From the Guidelines
Idiopathic interstitial pneumonias, including cryptogenic organizing pneumonia, should be treated with oral corticosteroids as the first-line treatment, with a recommended dose of 0.5-1 mg/kg/day of prednisone for 1-3 months, followed by a slow taper over 3-6 months to prevent relapse, as this approach has been shown to result in clinical recovery in the majority of patients 1. The diagnosis of idiopathic interstitial pneumonias, including cryptogenic organizing pneumonia, is based on a combination of clinical, radiological, and histopathological findings.

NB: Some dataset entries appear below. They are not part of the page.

//! Code-aware chunking.
//!
//! Python files are split along their syntax tree: one leading module chunk
//! for imports/context, then one chunk per top-level function or class.
//! Definitions larger than the character budget are split into sequential
//! non-overlapping windows that preserve original line numbers. Every other
//! language falls back to fixed-size line windows with trailing overlap, so
//! a match near a boundary is never cut off. Parsing problems degrade to the
//! window fallback; chunking never fails.

use serde::Serialize;
use tree_sitter::Node;

use crate::language::Language;
use crate::parse_python;

/// What a chunk covers.
#[derive(Debug, Clone, Copy, PartialEq, Eq, Serialize)]
#[serde(rename_all = "lowercase")]
pub enum ChunkKind {
    /// Leading slice of a file (imports, globals).
    Module,
    Function,
    Class,
    /// Fixed-size slice, either fallback chunking or an oversized definition.
    Window,
}

impl ChunkKind {
    pub const fn as_str(self) -> &'static str {
        match self {
            Self::Module => "module",
            Self::Function => "function",
            Self::Class => "class",
            Self::Window => "window",
        }
    }
}

/// A bounded, line-ranged slice of a file. Line numbers are 1-based and
/// inclusive; `text` is trimmed and never empty.
#[derive(Debug, Clone, Serialize)]
pub struct Chunk {
    pub path: String,
    pub language: Language,
    pub kind: ChunkKind,
    /// Owning symbol for function/class chunks and their windows.
    pub symbol_name: Option<String>,
    pub start_line: usize,
    pub end_line: usize,
    pub text: String,
}

/// Chunking limits. Defaults match the indexer's ingestion budget.
#[derive(Debug, Clone)]
pub struct ChunkerConfig {
    /// Character budget per chunk; larger definitions get windowed.
    pub max_chunk_chars: usize,
    /// Lines covered by the leading module chunk.
    pub module_head_lines: usize,
    /// Window height for non-analyzed languages.
    pub fallback_max_lines: usize,
    /// Trailing lines repeated between consecutive fallback windows.
    pub fallback_overlap_lines: usize,
}

impl Default for ChunkerConfig {
    fn default() -> Self {
        Self {
            max_chunk_chars: 8000,
            module_head_lines: 80,
            fallback_max_lines: 220,
            fallback_overlap_lines: 40,
        }
    }
}

/// Split a file into ordered chunks. Infallible: malformed input degrades
/// to window chunking.
pub fn chunk_file(path: &str, text: &str, language: Language, config: &ChunkerConfig) -> Vec<Chunk> {
    if language.supports_analysis() {
        chunk_python(path, text, config)
    } else {
        fallback_windows(path, text, language, config)
    }
}

fn chunk_python(path: &str, text: &str, config: &ChunkerConfig) -> Vec<Chunk> {
    let Some(tree) = parse_python(text) else {
        return fallback_windows(path, text, Language::Python, config);
    };
    let root = tree.root_node();
    if root.has_error() {
        return fallback_windows(path, text, Language::Python, config);
    }

    let lines: Vec<&str> = text.lines().collect();
    let mut chunks = Vec::new();

    let head_end = lines.len().min(config.module_head_lines);
    let head_text = lines[..head_end].join("\n");
    let head_text = truncate_chars(head_text.trim(), config.max_chunk_chars);
    if !head_text.is_empty() {
        chunks.push(Chunk {
            path: path.to_string(),
            language: Language::Python,
            kind: ChunkKind::Module,
            symbol_name: None,
            start_line: 1,
            end_line: head_end,
            text: head_text,
        });
    }

    let mut cursor = root.walk();
    for child in root.named_children(&mut cursor) {
        let Some((def, kind)) = top_level_definition(child) else {
            continue;
        };
        let name = def
            .child_by_field_name("name")
            .and_then(|n| n.utf8_text(text.as_bytes()).ok())
            .unwrap_or("<unknown>")
            .to_string();
        let start = def.start_position().row + 1;
        let end = def.end_position().row + 1;
        if start > lines.len() {
            continue;
        }
        let end = end.min(lines.len());
        let seg_lines = &lines[start - 1..end];
        let seg_text = seg_lines.join("\n");
        let seg_text = seg_text.trim();
        if seg_text.is_empty() {
            continue;
        }
        if seg_text.chars().count() > config.max_chunk_chars {
            window_split(path, &name, seg_lines, start, config.max_chunk_chars, &mut chunks);
        } else {
            chunks.push(Chunk {
                path: path.to_string(),
                language: Language::Python,
                kind,
                symbol_name: Some(name),
                start_line: start,
                end_line: end,
                text: seg_text.to_string(),
            });
        }
    }
    chunks
}

/// Unwrap decorated definitions and classify the node, if it is one of the
/// definition forms we chunk on.
fn top_level_definition(node: Node<'_>) -> Option<(Node<'_>, ChunkKind)> {
    let def = if node.kind() == "decorated_definition" {
        node.child_by_field_name("definition")?
    } else {
        node
    };
    match def.kind() {
        "function_definition" => Some((def, ChunkKind::Function)),
        "class_definition" => Some((def, ChunkKind::Class)),
        _ => None,
    }
}

/// Split an oversized definition into sequential non-overlapping windows,
/// each under the character budget, tagged with the owning symbol.
fn window_split(
    path: &str,
    symbol: &str,
    seg_lines: &[&str],
    start_line: usize,
    max_chars: usize,
    out: &mut Vec<Chunk>,
) {
    let mut buf: Vec<&str> = Vec::new();
    let mut buf_start = start_line;
    let mut cur_line = start_line;

    let flush = |buf: &[&str], buf_start: usize, end_line: usize, out: &mut Vec<Chunk>| {
        let text = buf.join("\n");
        let text = text.trim();
        if !text.is_empty() {
            out.push(Chunk {
                path: path.to_string(),
                language: Language::Python,
                kind: ChunkKind::Window,
                symbol_name: Some(symbol.to_string()),
                start_line: buf_start,
                end_line,
                text: text.to_string(),
            });
        }
    };

    for line in seg_lines {
        let prospective: usize = buf.iter().map(|l| l.chars().count() + 1).sum::<usize>()
            + line.chars().count();
        if !buf.is_empty() && prospective > max_chars {
            flush(&buf, buf_start, cur_line - 1, out);
            buf.clear();
            buf_start = cur_line;
        }
        buf.push(line);
        cur_line += 1;
    }
    if !buf.is_empty() {
        flush(&buf, buf_start, cur_line - 1, out);
    }
}

/// Fixed-size line windows with trailing overlap, used for every
/// non-analyzed language and as the Python parse-failure fallback.
fn fallback_windows(
    path: &str,
    text: &str,
    language: Language,
    config: &ChunkerConfig,
) -> Vec<Chunk> {
    let lines: Vec<&str> = text.lines().collect();
    let n = lines.len();
    let max_lines = config.fallback_max_lines.max(1);
    let mut out = Vec::new();
    let mut i = 0usize;
    while i < n {
        let j = (i + max_lines).min(n);
        let window = lines[i..j].join("\n");
        let window = window.trim();
        if !window.is_empty() {
            out.push(Chunk {
                path: path.to_string(),
                language,
                kind: ChunkKind::Window,
                symbol_name: None,
                start_line: i + 1,
                end_line: j,
                text: window.to_string(),
            });
        }
        if j >= n {
            break;
        }
        // Overlap must leave forward progress even if misconfigured.
        i = j.saturating_sub(config.fallback_overlap_lines).max(i + 1);
    }
    out
}

/// Char-boundary-safe prefix truncation.
fn truncate_chars(s: &str, max_chars: usize) -> String {
    match s.char_indices().nth(max_chars) {
        Some((byte_idx, _)) => s[..byte_idx].to_string(),
        None => s.to_string(),
    }
}

#[cfg(test)]
mod tests {
    use super::*;

    fn cfg() -> ChunkerConfig {
        ChunkerConfig::default()
    }

    #[test]
    fn python_module_and_definition_chunks() {
        let src = "import os\n\ndef alpha():\n    return 1\n\nclass Beta:\n    def method(self):\n        return 2\n";
        let chunks = chunk_file("m.py", src, Language::Python, &cfg());

        assert_eq!(chunks[0].kind, ChunkKind::Module);
        assert_eq!(chunks[0].start_line, 1);

        let alpha = chunks.iter().find(|c| c.symbol_name.as_deref() == Some("alpha")).unwrap();
        assert_eq!(alpha.kind, ChunkKind::Function);
        assert_eq!((alpha.start_line, alpha.end_line), (3, 4));

        let beta = chunks.iter().find(|c| c.symbol_name.as_deref() == Some("Beta")).unwrap();
        assert_eq!(beta.kind, ChunkKind::Class);
        assert!(beta.text.contains("def method"));
    }

    #[test]
    fn decorated_and_async_definitions_are_chunked() {
        let src = "@wraps(f)\ndef deco():\n    pass\n\nasync def fetch():\n    pass\n";
        let chunks = chunk_file("m.py", src, Language::Python, &cfg());
        let names: Vec<_> = chunks.iter().filter_map(|c| c.symbol_name.as_deref()).collect();
        assert!(names.contains(&"deco"));
        assert!(names.contains(&"fetch"));
    }

    #[test]
    fn oversized_function_is_windowed_without_gaps() {
        let mut src = String::from("def big():\n");
        for i in 0..1000 {
            src.push_str(&format!("    x{i} = {i}\n"));
        }
        let mut config = cfg();
        config.max_chunk_chars = 1000;
        let chunks = chunk_file("big.py", &src, Language::Python, &config);

        let windows: Vec<&Chunk> = chunks
            .iter()
            .filter(|c| c.kind == ChunkKind::Window)
            .collect();
        assert!(windows.len() > 1);
        for w in &windows {
            assert!(w.text.chars().count() <= 1000);
            assert_eq!(w.symbol_name.as_deref(), Some("big"));
        }
        // Union of window ranges reconstructs the function's range, no gaps.
        assert_eq!(windows.first().unwrap().start_line, 1);
        assert_eq!(windows.last().unwrap().end_line, 1001);
        for pair in windows.windows(2) {
            assert_eq!(pair[1].start_line, pair[0].end_line + 1);
        }
    }

    #[test]
    fn fallback_windows_overlap() {
        let src: String = (0..500).map(|i| format!("line {i}\n")).collect();
        let chunks = chunk_file("notes.txt", &src, Language::Text, &cfg());
        assert!(chunks.len() > 1);
        for c in &chunks {
            assert!(c.end_line - c.start_line + 1 <= 220);
        }
        for pair in chunks.windows(2) {
            // 40 trailing lines repeat at the head of the next window.
            assert_eq!(pair[1].start_line, pair[0].end_line - 39);
        }
    }

    #[test]
    fn broken_python_degrades_to_windows() {
        let src = "def broken(:\n    ???\n";
        let chunks = chunk_file("bad.py", src, Language::Python, &cfg());
        assert!(!chunks.is_empty());
        assert!(chunks.iter().all(|c| c.kind == ChunkKind::Window));
    }

    #[test]
    fn empty_text_yields_no_chunks() {
        assert!(chunk_file("e.py", "", Language::Python, &cfg()).is_empty());
        assert!(chunk_file("e.txt", "\n\n\n", Language::Text, &cfg()).is_empty());
    }
}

The disease is characterized by the presence of granulation tissue plugs within small airways, alveolar ducts, and alveoli, and is often associated with a subacute illness of relatively short duration, with variable degrees of cough and dyspnea 1. Some key features of the disease include:
- A subacute illness of relatively short duration, with variable degrees of cough and dyspnea
- Patchy and often migratory consolidation on HRCT, commonly associated with ground-glass opacity
- Perilobular opacities and reversed halo sign may be helpful in suggesting the diagnosis
- Small unilateral or bilateral pleural effusion may occur in 10-30% of patients The majority of patients with cryptogenic organizing pneumonia recover completely with oral corticosteroids, but relapse is common, and some patients may experience residual or progressive interstitial fibrosis despite prolonged treatment 1. Alternative treatments for steroid-resistant cases or those who cannot tolerate steroids include macrolides, mycophenolate mofetil, or cyclophosphamide, and patients should be monitored with pulmonary function tests and imaging during treatment 1. It's worth noting that the pathophysiology of the disease involves an abnormal healing response to lung injury, with excessive proliferation of granulation tissue rather than normal resolution of inflammation, and that the disease has a favorable prognosis with appropriate treatment, though approximately 30% of patients may experience relapse when steroids are tapered or discontinued 1.
From the Research
Definition and Classification
- Idiopathic interstitial pneumonias (IIPs) are a group of diffuse parenchymal lung diseases of unknown etiology characterized by the presence of various degrees of inflammation and fibrosis 2.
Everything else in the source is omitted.